▶ _Stored data entries_:
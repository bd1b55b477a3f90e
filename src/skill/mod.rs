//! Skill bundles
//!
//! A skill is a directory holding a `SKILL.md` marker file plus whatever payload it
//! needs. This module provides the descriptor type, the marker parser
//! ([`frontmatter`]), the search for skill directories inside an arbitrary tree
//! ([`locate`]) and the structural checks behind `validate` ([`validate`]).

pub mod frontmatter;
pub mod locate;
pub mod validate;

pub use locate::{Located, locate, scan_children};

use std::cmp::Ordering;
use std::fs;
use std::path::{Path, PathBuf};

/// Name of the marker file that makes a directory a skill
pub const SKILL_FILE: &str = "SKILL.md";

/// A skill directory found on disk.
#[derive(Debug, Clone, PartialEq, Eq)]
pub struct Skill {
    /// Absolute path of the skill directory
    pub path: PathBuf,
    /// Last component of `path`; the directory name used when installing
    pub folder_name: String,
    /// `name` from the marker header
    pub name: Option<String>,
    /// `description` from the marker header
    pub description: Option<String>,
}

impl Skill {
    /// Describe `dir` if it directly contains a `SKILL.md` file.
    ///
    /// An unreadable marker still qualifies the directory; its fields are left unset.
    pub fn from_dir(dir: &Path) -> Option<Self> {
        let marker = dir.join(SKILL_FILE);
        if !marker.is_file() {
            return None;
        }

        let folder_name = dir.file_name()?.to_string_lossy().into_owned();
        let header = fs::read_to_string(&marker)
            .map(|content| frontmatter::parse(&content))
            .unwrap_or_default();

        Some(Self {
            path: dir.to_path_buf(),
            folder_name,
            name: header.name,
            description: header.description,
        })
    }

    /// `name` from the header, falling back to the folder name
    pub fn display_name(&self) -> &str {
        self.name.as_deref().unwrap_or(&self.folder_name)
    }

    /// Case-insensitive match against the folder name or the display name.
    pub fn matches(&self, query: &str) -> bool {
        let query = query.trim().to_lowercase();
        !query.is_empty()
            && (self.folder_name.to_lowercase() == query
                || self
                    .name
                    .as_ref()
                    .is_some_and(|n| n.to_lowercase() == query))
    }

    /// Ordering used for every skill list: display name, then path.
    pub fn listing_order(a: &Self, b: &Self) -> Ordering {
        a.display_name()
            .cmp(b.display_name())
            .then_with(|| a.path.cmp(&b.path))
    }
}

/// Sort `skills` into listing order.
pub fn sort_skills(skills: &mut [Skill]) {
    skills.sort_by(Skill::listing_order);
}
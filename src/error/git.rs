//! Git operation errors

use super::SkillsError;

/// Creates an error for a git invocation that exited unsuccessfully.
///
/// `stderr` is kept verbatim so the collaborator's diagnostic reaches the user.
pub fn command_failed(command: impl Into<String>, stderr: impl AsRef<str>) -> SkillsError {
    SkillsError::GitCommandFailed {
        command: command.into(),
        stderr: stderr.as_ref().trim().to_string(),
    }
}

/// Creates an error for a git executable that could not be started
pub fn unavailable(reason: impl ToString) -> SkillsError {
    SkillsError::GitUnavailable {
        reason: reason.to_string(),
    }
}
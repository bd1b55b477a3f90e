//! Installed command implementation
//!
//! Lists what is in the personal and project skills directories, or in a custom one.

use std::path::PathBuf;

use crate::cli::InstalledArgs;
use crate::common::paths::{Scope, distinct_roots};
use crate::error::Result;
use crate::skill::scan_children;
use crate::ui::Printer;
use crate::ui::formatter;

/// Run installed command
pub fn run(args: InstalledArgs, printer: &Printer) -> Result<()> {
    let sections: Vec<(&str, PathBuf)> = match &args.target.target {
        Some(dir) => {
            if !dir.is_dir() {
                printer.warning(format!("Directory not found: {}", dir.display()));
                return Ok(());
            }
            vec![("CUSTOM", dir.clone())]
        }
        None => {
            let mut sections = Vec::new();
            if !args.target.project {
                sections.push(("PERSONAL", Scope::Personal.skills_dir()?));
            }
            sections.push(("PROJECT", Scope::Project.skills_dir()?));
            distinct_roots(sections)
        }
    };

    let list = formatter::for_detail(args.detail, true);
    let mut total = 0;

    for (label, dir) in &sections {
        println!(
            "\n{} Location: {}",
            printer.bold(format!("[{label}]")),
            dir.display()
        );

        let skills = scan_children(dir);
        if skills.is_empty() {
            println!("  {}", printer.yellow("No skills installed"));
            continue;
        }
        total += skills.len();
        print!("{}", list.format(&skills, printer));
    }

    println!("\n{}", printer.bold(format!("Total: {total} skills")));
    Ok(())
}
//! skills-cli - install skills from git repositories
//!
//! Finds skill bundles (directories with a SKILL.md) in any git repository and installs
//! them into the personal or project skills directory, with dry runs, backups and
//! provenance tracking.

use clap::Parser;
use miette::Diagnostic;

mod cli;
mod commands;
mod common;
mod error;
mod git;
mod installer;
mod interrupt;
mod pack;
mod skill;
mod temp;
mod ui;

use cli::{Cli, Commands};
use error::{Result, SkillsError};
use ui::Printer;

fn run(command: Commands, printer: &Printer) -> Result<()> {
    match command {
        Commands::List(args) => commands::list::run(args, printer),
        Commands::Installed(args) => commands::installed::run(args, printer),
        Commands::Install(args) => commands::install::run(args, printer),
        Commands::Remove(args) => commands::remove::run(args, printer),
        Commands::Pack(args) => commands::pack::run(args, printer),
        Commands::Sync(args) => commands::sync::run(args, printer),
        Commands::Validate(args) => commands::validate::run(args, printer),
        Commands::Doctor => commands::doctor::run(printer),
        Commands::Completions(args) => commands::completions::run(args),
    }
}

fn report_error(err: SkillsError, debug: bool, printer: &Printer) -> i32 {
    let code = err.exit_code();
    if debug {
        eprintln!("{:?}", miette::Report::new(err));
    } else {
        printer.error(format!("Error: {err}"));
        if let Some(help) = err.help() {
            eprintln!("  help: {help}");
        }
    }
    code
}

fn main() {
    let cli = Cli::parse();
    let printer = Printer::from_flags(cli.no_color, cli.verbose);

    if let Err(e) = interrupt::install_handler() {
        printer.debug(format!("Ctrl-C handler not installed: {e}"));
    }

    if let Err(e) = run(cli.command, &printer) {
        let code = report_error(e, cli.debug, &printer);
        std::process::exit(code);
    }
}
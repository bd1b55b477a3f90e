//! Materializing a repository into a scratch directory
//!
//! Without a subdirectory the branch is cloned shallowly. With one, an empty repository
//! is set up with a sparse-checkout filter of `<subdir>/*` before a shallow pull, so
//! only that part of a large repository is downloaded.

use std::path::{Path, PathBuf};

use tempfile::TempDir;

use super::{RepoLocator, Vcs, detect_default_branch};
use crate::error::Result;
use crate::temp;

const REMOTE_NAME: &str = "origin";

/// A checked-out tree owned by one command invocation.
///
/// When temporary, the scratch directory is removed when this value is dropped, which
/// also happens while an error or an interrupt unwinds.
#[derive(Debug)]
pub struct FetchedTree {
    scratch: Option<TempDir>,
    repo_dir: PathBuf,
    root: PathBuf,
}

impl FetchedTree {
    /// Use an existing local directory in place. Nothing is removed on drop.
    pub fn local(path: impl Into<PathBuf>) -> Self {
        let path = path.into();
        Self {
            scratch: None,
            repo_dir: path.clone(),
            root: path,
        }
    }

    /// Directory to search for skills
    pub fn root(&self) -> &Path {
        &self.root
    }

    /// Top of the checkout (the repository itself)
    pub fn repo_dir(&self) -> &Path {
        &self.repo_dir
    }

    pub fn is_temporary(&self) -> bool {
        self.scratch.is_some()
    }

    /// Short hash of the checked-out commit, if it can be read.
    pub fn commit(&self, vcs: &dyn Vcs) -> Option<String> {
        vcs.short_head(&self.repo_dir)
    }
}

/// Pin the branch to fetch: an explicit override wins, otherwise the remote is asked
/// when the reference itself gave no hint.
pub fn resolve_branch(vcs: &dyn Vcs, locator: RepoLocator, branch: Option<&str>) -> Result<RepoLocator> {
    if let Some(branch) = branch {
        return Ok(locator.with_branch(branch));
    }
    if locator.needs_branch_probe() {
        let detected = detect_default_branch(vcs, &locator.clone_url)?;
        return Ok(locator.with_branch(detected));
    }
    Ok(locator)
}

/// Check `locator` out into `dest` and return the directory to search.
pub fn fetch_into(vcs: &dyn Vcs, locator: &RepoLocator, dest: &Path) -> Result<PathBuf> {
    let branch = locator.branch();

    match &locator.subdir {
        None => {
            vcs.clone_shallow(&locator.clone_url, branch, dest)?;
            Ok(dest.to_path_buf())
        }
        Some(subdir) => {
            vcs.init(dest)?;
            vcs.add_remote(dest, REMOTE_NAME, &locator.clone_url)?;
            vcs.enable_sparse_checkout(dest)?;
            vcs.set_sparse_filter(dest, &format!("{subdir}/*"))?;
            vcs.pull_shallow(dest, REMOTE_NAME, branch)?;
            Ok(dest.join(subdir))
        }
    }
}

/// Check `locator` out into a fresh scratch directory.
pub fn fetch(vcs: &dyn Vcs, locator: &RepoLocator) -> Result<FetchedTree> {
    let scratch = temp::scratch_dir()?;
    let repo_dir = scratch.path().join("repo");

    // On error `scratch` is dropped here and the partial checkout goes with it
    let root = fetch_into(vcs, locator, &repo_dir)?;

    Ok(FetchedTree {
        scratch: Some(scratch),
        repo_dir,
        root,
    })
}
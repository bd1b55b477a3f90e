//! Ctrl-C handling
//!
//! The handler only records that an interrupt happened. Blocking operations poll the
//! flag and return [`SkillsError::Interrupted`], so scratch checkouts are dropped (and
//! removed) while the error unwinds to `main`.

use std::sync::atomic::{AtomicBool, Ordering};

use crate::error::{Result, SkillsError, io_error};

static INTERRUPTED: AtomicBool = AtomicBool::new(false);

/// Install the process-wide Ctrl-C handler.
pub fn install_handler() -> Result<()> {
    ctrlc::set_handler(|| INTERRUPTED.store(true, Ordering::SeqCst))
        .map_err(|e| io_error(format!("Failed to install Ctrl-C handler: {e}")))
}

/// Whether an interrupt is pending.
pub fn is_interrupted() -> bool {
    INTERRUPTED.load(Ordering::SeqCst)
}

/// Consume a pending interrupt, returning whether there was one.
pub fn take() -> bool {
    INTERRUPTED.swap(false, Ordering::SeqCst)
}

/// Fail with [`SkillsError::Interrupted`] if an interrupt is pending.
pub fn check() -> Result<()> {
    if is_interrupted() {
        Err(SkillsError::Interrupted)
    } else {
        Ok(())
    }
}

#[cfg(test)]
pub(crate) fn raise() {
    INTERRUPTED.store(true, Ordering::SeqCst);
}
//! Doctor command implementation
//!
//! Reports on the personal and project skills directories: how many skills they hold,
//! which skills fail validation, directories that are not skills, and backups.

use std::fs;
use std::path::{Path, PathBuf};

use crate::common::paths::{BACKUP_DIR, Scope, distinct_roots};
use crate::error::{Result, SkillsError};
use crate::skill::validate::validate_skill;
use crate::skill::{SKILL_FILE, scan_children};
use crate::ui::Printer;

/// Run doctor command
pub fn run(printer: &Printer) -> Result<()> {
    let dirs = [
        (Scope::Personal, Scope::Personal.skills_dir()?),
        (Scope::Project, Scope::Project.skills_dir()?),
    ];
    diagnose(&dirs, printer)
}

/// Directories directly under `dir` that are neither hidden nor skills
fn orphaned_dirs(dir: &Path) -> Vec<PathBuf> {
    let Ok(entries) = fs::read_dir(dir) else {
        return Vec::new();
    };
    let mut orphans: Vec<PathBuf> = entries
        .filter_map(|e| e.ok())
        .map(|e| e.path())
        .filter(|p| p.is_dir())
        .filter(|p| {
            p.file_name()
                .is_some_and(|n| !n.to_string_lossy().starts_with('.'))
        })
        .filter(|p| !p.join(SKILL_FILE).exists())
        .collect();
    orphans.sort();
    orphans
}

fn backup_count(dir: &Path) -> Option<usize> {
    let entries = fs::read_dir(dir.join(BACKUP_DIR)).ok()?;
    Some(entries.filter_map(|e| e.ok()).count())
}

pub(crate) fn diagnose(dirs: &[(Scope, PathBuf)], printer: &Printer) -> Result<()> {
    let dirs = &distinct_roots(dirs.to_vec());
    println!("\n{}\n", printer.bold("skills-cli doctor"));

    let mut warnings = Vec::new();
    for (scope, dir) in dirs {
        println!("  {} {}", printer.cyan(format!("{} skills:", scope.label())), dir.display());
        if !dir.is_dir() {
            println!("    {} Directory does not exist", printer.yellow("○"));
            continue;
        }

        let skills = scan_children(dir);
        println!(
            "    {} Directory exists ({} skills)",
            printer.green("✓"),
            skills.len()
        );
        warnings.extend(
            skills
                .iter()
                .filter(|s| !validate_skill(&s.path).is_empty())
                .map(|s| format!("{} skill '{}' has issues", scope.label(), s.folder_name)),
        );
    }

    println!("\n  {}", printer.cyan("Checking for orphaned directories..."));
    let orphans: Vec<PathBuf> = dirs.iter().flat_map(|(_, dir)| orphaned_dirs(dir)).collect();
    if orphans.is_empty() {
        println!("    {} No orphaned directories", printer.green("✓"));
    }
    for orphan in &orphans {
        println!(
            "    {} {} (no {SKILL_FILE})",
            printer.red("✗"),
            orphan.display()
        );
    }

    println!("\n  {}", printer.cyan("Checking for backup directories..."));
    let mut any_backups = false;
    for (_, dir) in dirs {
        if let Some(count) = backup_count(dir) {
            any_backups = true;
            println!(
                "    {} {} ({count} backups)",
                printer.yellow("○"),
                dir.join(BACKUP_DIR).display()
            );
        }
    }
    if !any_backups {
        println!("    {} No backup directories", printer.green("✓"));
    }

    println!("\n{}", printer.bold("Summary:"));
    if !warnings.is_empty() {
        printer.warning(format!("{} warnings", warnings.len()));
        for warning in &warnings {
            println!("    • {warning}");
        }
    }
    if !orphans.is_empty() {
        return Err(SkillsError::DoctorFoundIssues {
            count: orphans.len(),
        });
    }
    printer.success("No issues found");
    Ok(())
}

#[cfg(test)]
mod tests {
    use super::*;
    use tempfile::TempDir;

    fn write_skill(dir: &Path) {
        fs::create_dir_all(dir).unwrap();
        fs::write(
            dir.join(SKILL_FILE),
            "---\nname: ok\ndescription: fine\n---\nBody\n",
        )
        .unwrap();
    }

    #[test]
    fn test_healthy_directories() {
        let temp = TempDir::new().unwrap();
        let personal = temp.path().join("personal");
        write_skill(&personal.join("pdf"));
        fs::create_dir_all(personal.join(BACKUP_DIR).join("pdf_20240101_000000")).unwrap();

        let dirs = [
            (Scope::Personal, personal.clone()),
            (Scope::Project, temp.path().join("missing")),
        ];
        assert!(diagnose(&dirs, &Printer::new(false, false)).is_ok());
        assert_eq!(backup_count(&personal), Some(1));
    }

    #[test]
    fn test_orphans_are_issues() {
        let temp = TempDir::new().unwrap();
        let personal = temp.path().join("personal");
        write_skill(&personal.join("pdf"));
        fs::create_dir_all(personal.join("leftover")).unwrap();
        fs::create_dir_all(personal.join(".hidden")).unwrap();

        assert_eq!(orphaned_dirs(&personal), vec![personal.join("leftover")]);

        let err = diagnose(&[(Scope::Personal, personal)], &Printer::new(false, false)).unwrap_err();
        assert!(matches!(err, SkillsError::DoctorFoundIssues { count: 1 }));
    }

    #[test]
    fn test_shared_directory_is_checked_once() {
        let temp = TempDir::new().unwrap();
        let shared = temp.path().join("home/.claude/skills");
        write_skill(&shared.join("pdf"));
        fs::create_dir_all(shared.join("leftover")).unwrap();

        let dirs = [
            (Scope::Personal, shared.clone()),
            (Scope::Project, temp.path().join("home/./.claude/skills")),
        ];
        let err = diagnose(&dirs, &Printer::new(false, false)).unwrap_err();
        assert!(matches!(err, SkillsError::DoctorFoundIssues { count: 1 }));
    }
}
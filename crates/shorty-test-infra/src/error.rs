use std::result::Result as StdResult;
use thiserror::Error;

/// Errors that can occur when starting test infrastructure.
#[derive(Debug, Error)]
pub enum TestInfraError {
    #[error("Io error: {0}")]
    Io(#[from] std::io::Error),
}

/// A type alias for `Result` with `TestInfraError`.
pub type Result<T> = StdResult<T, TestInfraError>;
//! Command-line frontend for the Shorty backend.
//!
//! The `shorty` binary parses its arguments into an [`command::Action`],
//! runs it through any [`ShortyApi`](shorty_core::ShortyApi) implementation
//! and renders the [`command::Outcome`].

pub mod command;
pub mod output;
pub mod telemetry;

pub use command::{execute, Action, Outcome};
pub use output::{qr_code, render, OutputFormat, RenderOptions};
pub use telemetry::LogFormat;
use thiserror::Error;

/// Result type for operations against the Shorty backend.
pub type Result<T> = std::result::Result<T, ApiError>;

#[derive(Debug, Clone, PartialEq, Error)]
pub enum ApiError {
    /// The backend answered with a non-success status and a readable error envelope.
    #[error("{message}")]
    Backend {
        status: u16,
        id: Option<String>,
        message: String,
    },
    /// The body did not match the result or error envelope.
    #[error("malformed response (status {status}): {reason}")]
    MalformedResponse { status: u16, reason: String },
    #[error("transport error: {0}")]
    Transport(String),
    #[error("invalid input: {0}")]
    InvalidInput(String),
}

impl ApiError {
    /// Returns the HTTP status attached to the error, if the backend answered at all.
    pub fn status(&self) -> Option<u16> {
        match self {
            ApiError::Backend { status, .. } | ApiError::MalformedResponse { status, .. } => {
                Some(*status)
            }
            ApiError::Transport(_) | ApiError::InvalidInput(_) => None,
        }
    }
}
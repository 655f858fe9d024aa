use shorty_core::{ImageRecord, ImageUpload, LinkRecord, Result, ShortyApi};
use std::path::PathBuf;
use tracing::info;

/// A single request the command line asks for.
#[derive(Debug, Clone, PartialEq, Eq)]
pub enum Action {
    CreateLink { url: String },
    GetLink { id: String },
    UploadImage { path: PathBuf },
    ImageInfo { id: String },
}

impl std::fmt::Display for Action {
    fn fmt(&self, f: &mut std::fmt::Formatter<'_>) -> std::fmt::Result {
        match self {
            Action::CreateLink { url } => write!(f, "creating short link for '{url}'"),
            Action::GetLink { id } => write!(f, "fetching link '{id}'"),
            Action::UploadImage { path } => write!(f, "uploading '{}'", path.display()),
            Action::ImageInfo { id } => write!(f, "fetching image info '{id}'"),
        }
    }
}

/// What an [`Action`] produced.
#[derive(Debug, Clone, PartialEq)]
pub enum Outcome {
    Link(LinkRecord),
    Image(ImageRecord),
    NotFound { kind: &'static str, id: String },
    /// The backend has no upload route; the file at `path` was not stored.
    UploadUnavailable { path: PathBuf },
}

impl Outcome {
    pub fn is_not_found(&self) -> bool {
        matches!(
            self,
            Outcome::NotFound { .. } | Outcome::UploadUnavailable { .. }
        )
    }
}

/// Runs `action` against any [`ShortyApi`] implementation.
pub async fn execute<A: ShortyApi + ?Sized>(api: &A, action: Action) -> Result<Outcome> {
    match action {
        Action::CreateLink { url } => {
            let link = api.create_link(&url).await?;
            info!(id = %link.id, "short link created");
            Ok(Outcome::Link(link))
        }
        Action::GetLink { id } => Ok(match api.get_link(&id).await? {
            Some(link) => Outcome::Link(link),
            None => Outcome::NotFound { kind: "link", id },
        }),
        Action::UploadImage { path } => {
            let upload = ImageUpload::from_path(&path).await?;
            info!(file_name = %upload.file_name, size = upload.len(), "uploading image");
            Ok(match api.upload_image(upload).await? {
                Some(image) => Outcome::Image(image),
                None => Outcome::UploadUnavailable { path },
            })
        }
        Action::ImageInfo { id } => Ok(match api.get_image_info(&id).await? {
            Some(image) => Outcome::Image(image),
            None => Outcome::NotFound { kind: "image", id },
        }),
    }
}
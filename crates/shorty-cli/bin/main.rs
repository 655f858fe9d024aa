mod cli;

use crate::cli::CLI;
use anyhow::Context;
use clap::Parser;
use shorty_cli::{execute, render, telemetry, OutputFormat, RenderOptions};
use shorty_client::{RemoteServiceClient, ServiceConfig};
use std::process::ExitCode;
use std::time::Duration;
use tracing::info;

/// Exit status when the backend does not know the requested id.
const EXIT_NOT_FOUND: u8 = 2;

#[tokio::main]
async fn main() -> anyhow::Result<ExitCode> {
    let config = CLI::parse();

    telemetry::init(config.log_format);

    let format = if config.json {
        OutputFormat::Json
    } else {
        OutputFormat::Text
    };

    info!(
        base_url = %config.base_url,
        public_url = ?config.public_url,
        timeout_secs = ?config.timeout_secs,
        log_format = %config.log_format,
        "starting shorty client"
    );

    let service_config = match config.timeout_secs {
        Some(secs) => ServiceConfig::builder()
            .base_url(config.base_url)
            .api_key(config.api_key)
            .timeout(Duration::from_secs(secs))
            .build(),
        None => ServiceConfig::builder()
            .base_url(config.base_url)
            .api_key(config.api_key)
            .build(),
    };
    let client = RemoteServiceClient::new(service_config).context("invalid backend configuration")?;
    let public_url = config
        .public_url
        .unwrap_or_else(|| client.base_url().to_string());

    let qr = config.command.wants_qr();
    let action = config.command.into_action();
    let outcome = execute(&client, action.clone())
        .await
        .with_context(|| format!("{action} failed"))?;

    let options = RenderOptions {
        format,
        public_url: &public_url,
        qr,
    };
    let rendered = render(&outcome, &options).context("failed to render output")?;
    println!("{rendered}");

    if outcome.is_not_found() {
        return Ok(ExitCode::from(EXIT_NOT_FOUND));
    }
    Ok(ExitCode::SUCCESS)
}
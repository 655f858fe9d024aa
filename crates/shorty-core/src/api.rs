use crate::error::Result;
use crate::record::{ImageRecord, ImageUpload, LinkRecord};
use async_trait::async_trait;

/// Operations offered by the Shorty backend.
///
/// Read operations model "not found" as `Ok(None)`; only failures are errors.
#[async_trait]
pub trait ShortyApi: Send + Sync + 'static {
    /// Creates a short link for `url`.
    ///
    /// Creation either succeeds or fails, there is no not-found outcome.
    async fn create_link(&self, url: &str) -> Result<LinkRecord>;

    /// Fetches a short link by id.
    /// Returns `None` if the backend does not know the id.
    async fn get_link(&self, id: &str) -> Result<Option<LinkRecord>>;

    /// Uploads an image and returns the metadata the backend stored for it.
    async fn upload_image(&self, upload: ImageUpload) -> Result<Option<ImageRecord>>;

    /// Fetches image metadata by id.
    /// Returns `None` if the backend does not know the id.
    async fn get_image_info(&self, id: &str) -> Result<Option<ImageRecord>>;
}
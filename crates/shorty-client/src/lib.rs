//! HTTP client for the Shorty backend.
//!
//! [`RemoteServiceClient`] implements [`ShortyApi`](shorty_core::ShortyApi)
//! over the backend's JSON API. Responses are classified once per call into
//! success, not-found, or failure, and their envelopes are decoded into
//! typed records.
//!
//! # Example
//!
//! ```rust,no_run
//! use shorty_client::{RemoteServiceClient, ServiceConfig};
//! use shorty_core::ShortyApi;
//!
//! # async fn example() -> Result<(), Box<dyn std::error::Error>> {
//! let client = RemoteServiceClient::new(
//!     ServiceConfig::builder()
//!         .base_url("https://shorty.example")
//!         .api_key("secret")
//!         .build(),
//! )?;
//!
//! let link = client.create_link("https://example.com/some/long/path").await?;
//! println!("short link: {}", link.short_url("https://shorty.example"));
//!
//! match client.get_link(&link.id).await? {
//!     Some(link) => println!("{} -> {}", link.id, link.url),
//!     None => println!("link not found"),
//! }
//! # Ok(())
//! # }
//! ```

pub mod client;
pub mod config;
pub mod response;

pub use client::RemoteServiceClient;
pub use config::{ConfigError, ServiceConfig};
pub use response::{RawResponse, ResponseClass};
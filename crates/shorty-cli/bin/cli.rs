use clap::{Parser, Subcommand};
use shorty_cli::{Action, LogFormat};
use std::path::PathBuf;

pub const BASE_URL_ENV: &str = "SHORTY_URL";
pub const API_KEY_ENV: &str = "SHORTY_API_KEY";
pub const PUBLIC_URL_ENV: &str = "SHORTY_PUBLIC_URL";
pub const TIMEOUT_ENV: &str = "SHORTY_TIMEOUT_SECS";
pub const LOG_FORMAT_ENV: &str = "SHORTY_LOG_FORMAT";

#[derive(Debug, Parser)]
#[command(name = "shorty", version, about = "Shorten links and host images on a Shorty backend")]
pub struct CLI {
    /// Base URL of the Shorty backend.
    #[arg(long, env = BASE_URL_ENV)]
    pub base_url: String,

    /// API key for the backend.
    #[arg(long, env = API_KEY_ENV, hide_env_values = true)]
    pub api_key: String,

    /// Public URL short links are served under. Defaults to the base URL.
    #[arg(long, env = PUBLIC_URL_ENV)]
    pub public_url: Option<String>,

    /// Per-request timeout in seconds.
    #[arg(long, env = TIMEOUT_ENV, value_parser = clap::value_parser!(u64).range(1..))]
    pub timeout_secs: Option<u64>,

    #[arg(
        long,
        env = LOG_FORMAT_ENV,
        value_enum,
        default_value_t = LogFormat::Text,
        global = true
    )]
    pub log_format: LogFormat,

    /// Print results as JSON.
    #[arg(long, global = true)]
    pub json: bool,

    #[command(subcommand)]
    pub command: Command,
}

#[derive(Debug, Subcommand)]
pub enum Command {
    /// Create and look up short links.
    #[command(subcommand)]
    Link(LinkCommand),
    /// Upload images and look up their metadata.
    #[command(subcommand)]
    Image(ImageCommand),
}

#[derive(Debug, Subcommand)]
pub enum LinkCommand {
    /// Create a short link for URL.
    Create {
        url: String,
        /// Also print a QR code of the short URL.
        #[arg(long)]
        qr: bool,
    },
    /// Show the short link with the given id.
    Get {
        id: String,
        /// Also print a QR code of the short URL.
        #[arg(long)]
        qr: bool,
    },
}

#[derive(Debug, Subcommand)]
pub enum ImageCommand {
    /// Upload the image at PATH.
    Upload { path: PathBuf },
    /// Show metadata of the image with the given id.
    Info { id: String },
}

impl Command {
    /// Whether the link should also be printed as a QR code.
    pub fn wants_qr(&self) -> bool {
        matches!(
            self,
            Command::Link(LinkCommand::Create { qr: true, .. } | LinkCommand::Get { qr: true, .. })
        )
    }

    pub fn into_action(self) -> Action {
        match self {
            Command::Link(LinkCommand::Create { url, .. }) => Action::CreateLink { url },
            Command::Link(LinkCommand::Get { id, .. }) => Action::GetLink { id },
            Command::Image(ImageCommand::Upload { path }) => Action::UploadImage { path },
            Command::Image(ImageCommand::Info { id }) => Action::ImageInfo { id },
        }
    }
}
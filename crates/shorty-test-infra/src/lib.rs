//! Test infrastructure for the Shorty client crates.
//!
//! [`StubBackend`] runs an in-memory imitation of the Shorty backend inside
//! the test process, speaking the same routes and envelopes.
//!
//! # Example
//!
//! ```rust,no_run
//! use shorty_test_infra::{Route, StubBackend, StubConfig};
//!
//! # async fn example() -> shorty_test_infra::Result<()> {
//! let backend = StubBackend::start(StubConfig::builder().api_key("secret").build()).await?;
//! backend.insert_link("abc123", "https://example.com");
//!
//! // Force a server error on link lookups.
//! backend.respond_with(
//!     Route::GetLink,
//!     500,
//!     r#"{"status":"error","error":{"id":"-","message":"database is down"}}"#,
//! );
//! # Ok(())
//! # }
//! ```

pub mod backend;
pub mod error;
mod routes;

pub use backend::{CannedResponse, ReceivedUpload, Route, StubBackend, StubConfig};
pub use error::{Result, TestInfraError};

▶ _Prompt_:
Your answer must consist solely of the lines from the top of the entries above through the line containing "use std::cmp::Ordering;", copied exactly, both ends included.

▶ _Solved problem_:
repository bd1b55b477a3f90e
filename src/skill/mod.rs
//! Skill bundles
//!
//! A skill is a directory holding a `SKILL.md` marker file plus whatever payload it
//! needs. This module provides the descriptor type, the marker parser
//! ([`frontmatter`]), the search for skill directories inside an arbitrary tree
//! ([`locate`]) and the structural checks behind `validate` ([`validate`]).

pub mod frontmatter;
pub mod locate;
pub mod validate;

pub use locate::{Located, locate, scan_children};

use std::cmp::Ordering;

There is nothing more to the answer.